Do we have (vague) data on the performance impact of Spectre / Meltdown mitigation steps on CockroachDB? I understand that this is very much hardware-specific and workload-specific. However, I would very much appreciate if CockroachLabs or individual users of CockroachDB were to report insights gained so far.

Hi Jan-Philip,
at this time we have not performed any comparative benchmarks at Cockroach Labs.
However, at a very high level we can make the following remarks:

  • if your application is more caring about the reliability features of CockroachDB than performance, it is more likely that any performance impact of the Spectre/Meltdown mitigation techniques will be less of a concern.
  • if your application is particularly sensitive to database performance, it is more likely that you wouldn’t choose to co-locate CockroachDB on the same physical hardware as other applications, as this would cause performance interference.
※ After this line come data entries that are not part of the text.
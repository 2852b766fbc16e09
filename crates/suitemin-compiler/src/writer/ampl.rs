//! AMPL models: linear coefficients (`ampl`) or the symbolic polynomial
//! (`couenne_ampl`). Both share declarations and numbered constraints.

use std::fmt::Write as _;

use suitemin_ir::types::OutputFormat;

use super::{join_signed, linear_objective, Artifact, ModelWriter, WriteError};
use crate::model::{Model, Objective};
use crate::number::format_coeff;

pub struct AmplWriter;

pub struct CouenneAmplWriter;

impl ModelWriter for AmplWriter {
    fn format(&self) -> OutputFormat {
        OutputFormat::Ampl
    }

    fn write(&self, model: &Model) -> Result<Vec<Artifact>, WriteError> {
        let table = linear_objective(model, self.format())?;
        let terms: Vec<String> = table
            .iter()
            .filter(|(_, c)| *c != 0.0)
            .map(|(var, c)| format!("{}*{var}", format_coeff(c)))
            .collect();
        let out = render(model, &join_signed(&terms));
        Ok(vec![Artifact::new(format!("{}.ampl", model.name), out)])
    }
}

impl ModelWriter for CouenneAmplWriter {
    fn format(&self) -> OutputFormat {
        OutputFormat::CouenneAmpl
    }

    fn write(&self, model: &Model) -> Result<Vec<Artifact>, WriteError> {
        let Objective::Nonlinear(expr) = &model.objective else {
            return Err(WriteError::LinearObjective {
                format: self.format(),
            });
        };
        let out = render(model, &expr.to_string());
        Ok(vec![Artifact::new(format!("{}.ampl", model.name), out)])
    }
}

fn render(model: &Model, objective: &str) -> String {
    let mut out = String::new();
    for test in model.tests.iter() {
        let _ = writeln!(out, "var {test} binary;");
    }
    for aux in model.aux_vars() {
        let _ = writeln!(out, "var {aux} binary;");
    }
    let _ = writeln!(out, "{} obj:{objective};", model.direction.long_keyword());
    for (i, constraint) in model.constraints.iter().enumerate() {
        let _ = writeln!(
            out,
            "subject to c{}: {}{}{};",
            i + 1,
            constraint.lhs.render("*"),
            constraint.op,
            constraint.rhs
        );
    }
    out
}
If CockroachDB does not share hardware with other software, the Spectre and Meltdown vulnerabilities are inconsequentials and you wouldn’t need to deploy the mitigation techniques.

Do you think these considerations would alleviate your concerns?
Best regards

Hi Raphael,

The assumption you are making is the service is being deployed on bare metal. If you are using a cloud provider, like many of us do, at best for performance, you will dedicate k8 workers to CDB but in the end, the running kernel is being managed by that cloud provider and that kernel will be patched against Meltdown and Spectre.

So unfortunately, I believe for many (most ?) of us, we will be impacted no matter where we stand in term of DB performance.

Now i believe there is no definitive answer to the question. There is a big chance that for the same workload you will have to allocate more resources now but to say by which margin is impossible without looking at the workload itself.

Good news is it’s relatively easy and painless to throw more resources at a CDB cluster and with proper monitoring this should be relatively easy to spot.